The proposal was approved and implemented effective August 1, 1949.
The unit was designated as the Area Service Unit 6849, Reserve Officers'
Training Corps at University of California, College of Agriculture,
Davis, California. The unit was designated as Infantry Branch ROTC.
The first commander of this unit was Lieutenant Colonel William
E. Ball, Infantry. The unit was redesignated as a General Military
Science program starting in fall 1953.
In 1985 UC Davis was nominated as an Ordnance
Corps Affiliation Unit in July, and in December became an Ordnance
Corps Affiliation University.

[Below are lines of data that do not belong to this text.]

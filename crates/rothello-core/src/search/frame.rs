//! 探索フレーム
//!
//! 明示スタックエンジンの1段分の状態。生成時に合法手を列挙して
//! 「着手後の相手の着手可能数」昇順に並べ替え、子の生成時には
//! 置換表の証明済み区間で窓を狭める。

use crate::bitboard::{flip, mobility_count};
use crate::board::Board;
use crate::movegen::{MobilityGenerator, MoveList};
use crate::tt::Table;
use crate::types::{Square, Value};

use super::SearchParams;

/// 直近に積んだ子フレームの種別
///
/// null window 探索の進行をフレーム上の状態として明示する。
/// `Research` の結果は常にそのまま受理されるため、同じ手の再々探索は
/// 表現できない（退化した再探索はここで構造的に終端する）。
#[derive(Debug, Clone, Copy, PartialEq, Eq)]
pub(super) enum ChildKind {
    /// 全幅窓で探索中
    Full,
    /// null window で「floor より良いか」を検査中
    Probe { floor: Value, sq: Square },
    /// probe が fail-high した手の全幅再探索中
    Research,
}

/// 探索スタックの1段
///
/// `alpha` はフレーム生成時の窓下端のまま動かさない。走査中の実効下端は
/// `floor() = max(alpha, result)` で都度計算する（fail-soft）。
#[derive(Debug, Clone, Copy)]
pub(super) struct Frame {
    pub board: Board,
    pub alpha: Value,
    pub beta: Value,
    /// これまでに確定した最善値（初期値 -64）
    pub result: Value,
    pub moves: MoveList,
    pub cursor: usize,
    /// 直前の手がパスだったか（連続パス=終局の検出用）
    pub prev_passed: bool,
    /// 置換表の区間だけで決着したフレーム
    pub cut: bool,
    pub pending: ChildKind,
}

impl Frame {
    /// 合法手を列挙・並べ替えてフレームを構築する
    pub fn new(board: Board, alpha: Value, beta: Value, prev_passed: bool) -> Frame {
        debug_assert!(board.me & board.op == 0, "overlapping occupancy masks");
        let mut moves = MoveList::new();
        let mut mg = MobilityGenerator::new(board);
        while !mg.completed() {
            let bit = mg.next_bit();
            let sq = Square::from_bit(bit);
            let flips = flip(board.me, board.op, sq);
            if flips != 0 {
                let child = board.apply(flips, sq);
                moves.push(sq, mobility_count(child.me, child.op) as i8);
            }
        }
        moves.sort_by_score();
        Frame {
            board,
            alpha,
            beta,
            result: Value::MIN,
            moves,
            cursor: 0,
            prev_passed,
            cut: false,
            pending: ChildKind::Full,
        }
    }

    /// 置換表の区間だけで決着したフレーム（手の列挙は不要）
    fn cut_off(board: Board, alpha: Value, beta: Value, prev_passed: bool, result: Value) -> Frame {
        Frame {
            board,
            alpha,
            beta,
            result,
            moves: MoveList::new(),
            cursor: 0,
            prev_passed,
            cut: true,
            pending: ChildKind::Full,
        }
    }

    /// 子フレームを生成する
    ///
    /// 子局面の石数が閾値未満なら置換表を引き、証明済み区間と希望窓を
    /// 交差させる。交差が空なら探索不要: 希望窓の下端が既に上界を
    /// 支配していれば上界を、そうでなければ下界を結果として `cut` を立てる
    /// （fail-soft規約で親がそのまま折り込める値になる）。
    pub fn child(
        board: Board,
        want_alpha: Value,
        want_beta: Value,
        prev_passed: bool,
        table: &Table,
        params: &SearchParams,
    ) -> Frame {
        if board.stones() >= params.use_table_threshold {
            return Frame::new(board, want_alpha, want_beta, prev_passed);
        }
        match table.get(board) {
            Some(bounds) => {
                let alpha = want_alpha.max(bounds.lower);
                let beta = want_beta.min(bounds.upper);
                if alpha >= beta {
                    let result = if want_alpha >= bounds.upper {
                        bounds.upper
                    } else {
                        bounds.lower
                    };
                    Frame::cut_off(board, alpha, beta, prev_passed, result)
                } else {
                    Frame::new(board, alpha, beta, prev_passed)
                }
            }
            None => Frame::new(board, want_alpha, want_beta, prev_passed),
        }
    }

    /// 実効的な窓下端
    #[inline]
    pub fn floor(&self) -> Value {
        self.alpha.max(self.result)
    }
}

#[cfg(test)]
mod tests {
    use super::*;

    #[test]
    fn test_frame_orders_moves_by_opponent_mobility() {
        let frame = Frame::new(Board::INITIAL, Value::MIN, Value::MAX, false);
        assert_eq!(frame.moves.len(), 4);
        let scores: Vec<i8> = frame.moves.as_slice().iter().map(|m| m.score).collect();
        let mut sorted = scores.clone();
        sorted.sort();
        assert_eq!(scores, sorted);
    }

    #[test]
    fn test_child_cut_by_table_bounds() {
        let params = SearchParams::default();
        let mut table = Table::new(64);
        let board = Board::INITIAL;
        // 真値 >= 10 が証明済みの局面に上端 10 の窓で来れば探索不要
        table.update(board, Value::new(-20), Value::new(10), Value::new(10));
        let frame = Frame::child(board, Value::new(-5), Value::new(10), false, &table, &params);
        assert!(frame.cut);
        assert_eq!(frame.result, Value::new(10));
    }

    #[test]
    fn test_child_tightens_window() {
        let params = SearchParams::default();
        let mut table = Table::new(64);
        let board = Board::INITIAL;
        table.update(board, Value::new(-20), Value::new(10), Value::new(10));
        let frame = Frame::child(board, Value::new(-30), Value::new(30), false, &table, &params);
        assert!(!frame.cut);
        assert_eq!(frame.alpha, Value::new(10));
        assert_eq!(frame.beta, Value::new(30));
    }

    #[test]
    fn test_child_skips_table_when_nearly_full() {
        let params = SearchParams::default();
        let mut table = Table::new(64);
        // 58石の局面は表を引かない
        let me = (1u64 << 30) - 1;
        let op = ((1u64 << 58) - 1) ^ me;
        let board = Board::new(me, op);
        table.update(board, Value::new(-20), Value::new(20), Value::new(0));
        let frame = Frame::child(board, Value::new(-64), Value::new(-30), false, &table, &params);
        // 表が引かれていれば exact 0 で cut しているはず
        assert!(!frame.cut);
    }
}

The following year, the UC Davis ROTC
Battalion adopted the name "Forged Gold Battalion" and
the motto "Hi-Speed," which is intended to reflect the
corps' dedication to excellence in leadership and professionalism
UC Davis cadets have distinguished themselves
on numerous occasions. In 1956 and again in 1958 they won the coveted
Warrior of the Pacific trophy, the only stateside unit to win the
award twice. In 1988 UC Davis was named the best-trained school
in the nation at Advanced Camp 88. In 1997 UC Davis was recognized
as the Top Medium School, a Department of Army Award, in the nation.
In 1990 three Forged Gold Battalion cadets were selected for the
Army fellowship program, allowing them to pursue advanced degrees
in their chosen academic fields of study.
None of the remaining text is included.